Labour of Love: On Digital Economies in the Arts

Browser as Canvas, Building, Pond

Coding for Artists with Ali Shamas Qadeer

December 2 to December 6, 2019

Plug In Institute of Contemporary Art | 1, 460 Portage Ave | Winnipeg MB | Canada


*Submissions are now closed. 

As part of Labour of Love: On Digital Economies in the Arts, Plug In ICA will host a five-day coding for artists workshop with Ali Shamas Qadeer.

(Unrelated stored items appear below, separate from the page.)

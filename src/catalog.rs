//! Catalog Store: the full static problem list, loaded exactly once per
//! session.
//!
//! The raw feed is messy:
//!   - `topicTags` is usually a string-encoded list, sometimes with
//!     single-quote (Python-style) quoting, sometimes a real JSON array.
//!   - `frontendQuestionId` arrives as either a number or a string.
//!
//! All of that is normalized here, once, at load time. A record that cannot
//! be normalized is skipped with a warning; a load failure leaves an empty
//! catalog so lookups return "unknown" instead of raising.

use std::collections::{BTreeSet, HashMap};

use serde::Deserialize;
use serde_json::Value;
use tracing::{error, info, instrument, warn};

use crate::domain::{Difficulty, Problem};

/// Raw record shape of the static catalog resource.
#[derive(Debug, Deserialize)]
#[serde(rename_all = "camelCase")]
struct CatalogRecord {
    #[serde(default)]
    frontend_question_id: Value,
    title: String,
    title_slug: String,
    difficulty: String,
    #[serde(default)]
    topic_tags: Value,
    #[serde(default)]
    paid_only: bool,
}

/// Read-only problem catalog with O(1) slug lookup.
#[derive(Debug, Default)]
pub struct Catalog {
    problems: Vec<Problem>,
    by_slug: HashMap<String, usize>,
}

impl Catalog {
    /// Load the catalog from a static JSON resource. Never panics: IO or
    /// decode failure logs and yields an empty catalog.
    #[instrument(level = "info")]
    pub fn load(path: &str) -> Self {
        let text = match std::fs::read_to_string(path) {
            Ok(t) => t,
            Err(e) => {
                warn!(target: "leetbuddy_backend", %path, error = %e, "Catalog resource unavailable; starting with empty catalog");
                return Self::default();
            }
        };
        match serde_json::from_str::<Vec<CatalogRecord>>(&text) {
            Ok(records) => Self::from_records(records),
            Err(e) => {
                error!(target: "leetbuddy_backend", %path, error = %e, "Catalog resource is not a JSON array of records; starting empty");
                Self::default()
            }
        }
    }

    fn from_records(records: Vec<CatalogRecord>) -> Self {
        let mut problems = Vec::with_capacity(records.len());
        let mut skipped = 0usize;
        for rec in records {
            let Some(difficulty) = Difficulty::parse(&rec.difficulty) else {
                warn!(target: "leetbuddy_backend", slug = %rec.title_slug, difficulty = %rec.difficulty, "Skipping catalog record with unknown difficulty");
                skipped += 1;
                continue;
            };
            if rec.title_slug.is_empty() {
                skipped += 1;
                continue;
            }
            let topics = match normalize_topic_tags(&rec.topic_tags) {
                Some(t) => t,
                None => {
                    // Malformed tag encoding: keep the problem, treat it as untagged.
                    warn!(target: "leetbuddy_backend", slug = %rec.title_slug, "Unparseable topicTags; treating as untagged");
                    BTreeSet::new()
                }
            };
            problems.push(Problem {
                frontend_id: frontend_id_string(&rec.frontend_question_id),
                title: rec.title,
                slug: rec.title_slug,
                difficulty,
                topics,
                paid_only: rec.paid_only,
            });
        }
        let catalog = Self::from_problems(problems);

        // Startup inventory by difficulty.
        let mut count_by_diff: HashMap<Difficulty, usize> = HashMap::new();
        for p in catalog.iter() {
            *count_by_diff.entry(p.difficulty).or_insert(0) += 1;
        }
        for (diff, n) in count_by_diff {
            info!(target: "leetbuddy_backend", difficulty = diff.as_str(), count = n, "Catalog inventory");
        }
        if skipped > 0 {
            warn!(target: "leetbuddy_backend", skipped, "Catalog records skipped as malformed");
        }
        catalog
    }

    /// Build from already-normalized problems. Later duplicates of a slug win,
    /// matching a wholesale re-export of the resource.
    pub fn from_problems(problems: Vec<Problem>) -> Self {
        let mut by_slug = HashMap::with_capacity(problems.len());
        for (i, p) in problems.iter().enumerate() {
            by_slug.insert(p.slug.clone(), i);
        }
        Self { problems, by_slug }
    }

    /// Point lookup by slug.
    pub fn get(&self, slug: &str) -> Option<&Problem> {
        self.by_slug.get(slug).map(|&i| &self.problems[i])
    }

    /// Full scan, catalog order.
    pub fn iter(&self) -> impl Iterator<Item = &Problem> {
        self.problems.iter()
    }

    pub fn len(&self) -> usize {
        self.problems.len()
    }

    pub fn is_empty(&self) -> bool {
        self.problems.is_empty()
    }
}

fn frontend_id_string(v: &Value) -> String {
    match v {
        Value::String(s) => s.clone(),
        Value::Number(n) => n.to_string(),
        _ => String::new(),
    }
}

/// Normalize whatever the feed put in `topicTags` into a set of tag names.
/// `None` means the encoding was unrecognizable.
fn normalize_topic_tags(v: &Value) -> Option<BTreeSet<String>> {
    match v {
        Value::Null => Some(BTreeSet::new()),
        Value::Array(items) => {
            let mut out = BTreeSet::new();
            for item in items {
                match item {
                    Value::String(s) => {
                        out.insert(s.clone());
                    }
                    // Some exports keep the full tag object; the name is what we filter on.
                    Value::Object(obj) => {
                        out.insert(obj.get("name")?.as_str()?.to_string());
                    }
                    _ => return None,
                }
            }
            Some(out)
        }
        Value::String(s) => parse_tag_string(s),
        _ => None,
    }
}

/// Parse a string-encoded tag list. Accepts proper JSON (`["Array"]`) and the
/// single-quoted convention (`['Array', 'Hash Table']`) seen in older exports.
pub(crate) fn parse_tag_string(s: &str) -> Option<BTreeSet<String>> {
    let trimmed = s.trim();
    if trimmed.is_empty() || trimmed == "[]" {
        return Some(BTreeSet::new());
    }
    if let Ok(tags) = serde_json::from_str::<Vec<String>>(trimmed) {
        return Some(tags.into_iter().collect());
    }
    // Single-quoted variant. Tag names never contain quotes, so a blanket
    // replacement is safe.
    if trimmed.contains('\'') && !trimmed.contains('"') {
        let requoted = trimmed.replace('\'', "\"");
        if let Ok(tags) = serde_json::from_str::<Vec<String>>(&requoted) {
            return Some(tags.into_iter().collect());
        }
    }
    None
}

#[cfg(test)]
mod tests {
    use super::*;

    #[test]
    fn tag_string_double_quoted() {
        let tags = parse_tag_string(r#"["Array", "Hash Table"]"#).expect("parse");
        assert!(tags.contains("Array"));
        assert!(tags.contains("Hash Table"));
        assert_eq!(tags.len(), 2);
    }

    #[test]
    fn tag_string_single_quoted() {
        let tags = parse_tag_string("['Array', 'Two Pointers']").expect("parse");
        assert!(tags.contains("Two Pointers"));
        assert_eq!(tags.len(), 2);
    }

    #[test]
    fn tag_string_malformed_is_none_not_panic() {
        assert!(parse_tag_string("not a list").is_none());
        assert!(parse_tag_string("[1, 2, 3]").is_none());
        assert_eq!(parse_tag_string("  []  ").unwrap().len(), 0);
        assert_eq!(parse_tag_string("").unwrap().len(), 0);
    }

    #[test]
    fn records_with_bad_difficulty_are_skipped_not_fatal() {
        let records: Vec<CatalogRecord> = serde_json::from_str(
            r#"[
                {"frontendQuestionId": "1", "title": "Two Sum", "titleSlug": "two-sum",
                 "difficulty": "Easy", "topicTags": "[\"Array\"]", "paidOnly": false},
                {"frontendQuestionId": 9000, "title": "Broken", "titleSlug": "broken",
                 "difficulty": "Impossible", "topicTags": "[]", "paidOnly": false}
            ]"#,
        )
        .expect("records");
        let catalog = Catalog::from_records(records);
        assert_eq!(catalog.len(), 1);
        assert!(catalog.get("two-sum").is_some());
        assert!(catalog.get("broken").is_none());
    }

    #[test]
    fn malformed_tags_keep_the_problem_untagged() {
        let records: Vec<CatalogRecord> = serde_json::from_str(
            r#"[{"frontendQuestionId": "2", "title": "Add Two Numbers",
                 "titleSlug": "add-two-numbers", "difficulty": "Medium",
                 "topicTags": "Linked List, Math", "paidOnly": false}]"#,
        )
        .expect("records");
        let catalog = Catalog::from_records(records);
        let p = catalog.get("add-two-numbers").expect("kept");
        assert!(p.topics.is_empty());
    }

    #[test]
    fn tag_object_arrays_use_the_name_field() {
        let records: Vec<CatalogRecord> = serde_json::from_str(
            r#"[{"frontendQuestionId": "3", "title": "Longest Substring",
                 "titleSlug": "longest-substring", "difficulty": "Medium",
                 "topicTags": [{"name": "Sliding Window", "slug": "sliding-window"}],
                 "paidOnly": false}]"#,
        )
        .expect("records");
        let catalog = Catalog::from_records(records);
        let p = catalog.get("longest-substring").expect("kept");
        assert!(p.topics.contains("Sliding Window"));
    }

    #[test]
    fn load_from_missing_path_is_empty() {
        let catalog = Catalog::load("./definitely/not/here.json");
        assert!(catalog.is_empty());
        assert!(catalog.get("two-sum").is_none());
    }
}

Browser as Canvas, Building, Pond  will introduce artists to digital-first making practices using basic HTML, CSS, and JAVASCRIPT. Participants will learn to use browser as digital spaces to create “things” from visual forms to life forms. HTML is designed to be open, shareable and networked. It is simple to learn as it has a general stated intent and association that will be fun to break apart once mastered. There will be three ascending tasks through the workshop. Each task given will result in an earnest “net art” output. The workshop will culminate with a final output that will build into a digital ecosystem, living across web browsers.  Technically and conceptually, the workshop and process of building an ecosystem will offer an agency that makes visible how digital languages, as entities, are co-constitutive.
Instructor: 
Ali Shamas Qadeer is a designer and educator based in Toronto. He works in web, print, and web and print. After completing a BA in philosophy and religious studies at McGill University, he developed an independent design practice in New York City before returning to school to complete an MFA at the Rhode Island School of Design in 2014. His work focuses on algorithmic form making, unorthodox tool making, and the disciplinary and economic structures that design practices buttress. After returning to Canada in 2014, Ali joined the faculty of OCADU where he is an Assistant Professor in the graphic and industrial design programs. In his teaching practice, Ali champions a critical approach that always refracts through a practice of formalism and making.
Participant Bios:
ryan ad is an interdisciplinary, interplanetary artist, living somewhere between the heart and brain, within the intangible, and beyond notions of space and time. A being that comes into orbit and connects with Earth at precious times, ryan ad works within his own artistic language; notably expressed through lens-based art, collage, words, sketching and other mixed media. He often draws from liminal, cultural and subcultural spaces: existing between multiple ancestral homelands, on the lands of First Nations and Métis peoples, clashing and coming to terms with the colonizer mosaic. Works take up space within both the analog and the digital worlds. ryan ad may be / have been some incarnation of the energy of Sun Ra, but it’s hard to say for sure.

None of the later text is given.